TRY IT:
Could you copy every line of the data that contains "when"?
### MATERIAL PROVIDED ###
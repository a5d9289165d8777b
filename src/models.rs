// SPDX-License-Identifier: AGPL-3.0-or-later
//
// Copyright (C) 2026 Journal Vault

//! Request and response bodies for the HTTP surface.
//!
//! Envelopes never appear here: responses carry either metadata or decrypted
//! plaintext addressed to the entry's owner.

use chrono::{DateTime, Utc};
use serde::{Deserialize, Serialize};
use utoipa::ToSchema;

use crate::service::{DecryptedEntry, EntryPage, EntryReceipt};
use crate::storage::{EntryMetadata, UserRecord};

// =============================================================================
// Journal entries
// =============================================================================

#[derive(Debug, Clone, Deserialize, ToSchema)]
pub struct CreateEntryRequest {
    /// Plaintext title; defaults to the current date when omitted.
    pub title: Option<String>,
    /// Entry body; encrypted before it touches storage.
    pub content: String,
    /// Optional tag list; encrypted as a whole.
    #[serde(default)]
    pub tags: Vec<String>,
}

#[derive(Debug, Serialize, ToSchema)]
pub struct CreateEntryResponse {
    pub entry_id: u64,
    pub title: String,
    /// Credit balance after the debit.
    pub balance: i64,
}

impl From<EntryReceipt> for CreateEntryResponse {
    fn from(receipt: EntryReceipt) -> Self {
        Self {
            entry_id: receipt.entry_id,
            title: receipt.title,
            balance: receipt.new_balance,
        }
    }
}

#[derive(Debug, Clone, Deserialize, ToSchema)]
pub struct UpdateEntryRequest {
    pub title: Option<String>,
    pub content: Option<String>,
    /// `[]` clears the tag list; omitting the field leaves it unchanged.
    pub tags: Option<Vec<String>>,
}

#[derive(Debug, Serialize, ToSchema)]
pub struct EntryResponse {
    pub entry_id: u64,
    pub title: String,
    pub content: String,
    pub tags: Vec<String>,
    pub created_at: DateTime<Utc>,
    pub updated_at: DateTime<Utc>,
}

impl From<DecryptedEntry> for EntryResponse {
    fn from(entry: DecryptedEntry) -> Self {
        Self {
            entry_id: entry.entry_id,
            title: entry.title,
            content: entry.content,
            tags: entry.tags,
            created_at: entry.created_at,
            updated_at: entry.updated_at,
        }
    }
}

#[derive(Debug, Serialize, ToSchema)]
pub struct Pagination {
    pub page: usize,
    pub limit: usize,
    pub total: u64,
    pub total_pages: u64,
}

#[derive(Debug, Serialize, ToSchema)]
pub struct EntryListResponse {
    pub entries: Vec<EntryMetadata>,
    pub pagination: Pagination,
}

impl From<EntryPage> for EntryListResponse {
    fn from(page: EntryPage) -> Self {
        let total_pages = page.total.div_ceil(page.limit as u64);
        Self {
            entries: page.entries,
            pagination: Pagination {
                page: page.page,
                limit: page.limit,
                total: page.total,
                total_pages,
            },
        }
    }
}

#[derive(Debug, Serialize, ToSchema)]
pub struct SearchResponse {
    pub query: String,
    pub results: Vec<EntryMetadata>,
}

// =============================================================================
// Accounts & credits
// =============================================================================

#[derive(Debug, Serialize, ToSchema)]
pub struct AccountResponse {
    pub user_id: u64,
    pub balance: i64,
    /// True when the balance no longer covers a journal write.
    pub locked: bool,
    pub created_at: DateTime<Utc>,
}

impl From<UserRecord> for AccountResponse {
    fn from(user: UserRecord) -> Self {
        Self {
            user_id: user.user_id,
            locked: user.balance < crate::service::ENTRY_COST,
            balance: user.balance,
            created_at: user.created_at,
        }
    }
}

#[derive(Debug, Clone, Deserialize, ToSchema)]
pub struct TopUpRequest {
    /// Number of credits granted; must be positive.
    pub amount: i64,
    /// Payment collaborator that completed the purchase (e.g. "stripe").
    pub source: String,
    /// Collaborator-side correlation id.
    pub external_ref: Option<String>,
}

#[derive(Debug, Serialize, ToSchema)]
pub struct BalanceResponse {
    pub balance: i64,
    pub locked: bool,
}

#[cfg(test)]
mod tests {
    use super::*;

    #[test]
    fn pagination_rounds_total_pages_up() {
        let response = EntryListResponse::from(EntryPage {
            entries: Vec::new(),
            page: 1,
            limit: 20,
            total: 41,
        });
        assert_eq!(response.pagination.total_pages, 3);
    }

    #[test]
    fn account_is_locked_below_entry_cost() {
        let now = Utc::now();
        let user = UserRecord {
            user_id: 1,
            balance: 0,
            key_salt: None,
            created_at: now,
            updated_at: now,
        };
        let response = AccountResponse::from(user);
        assert!(response.locked);
    }
}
###
TASK RESULT:
    /// Plaintext title; defaults to the current date when omitted.
    /// True when the balance no longer covers a journal write.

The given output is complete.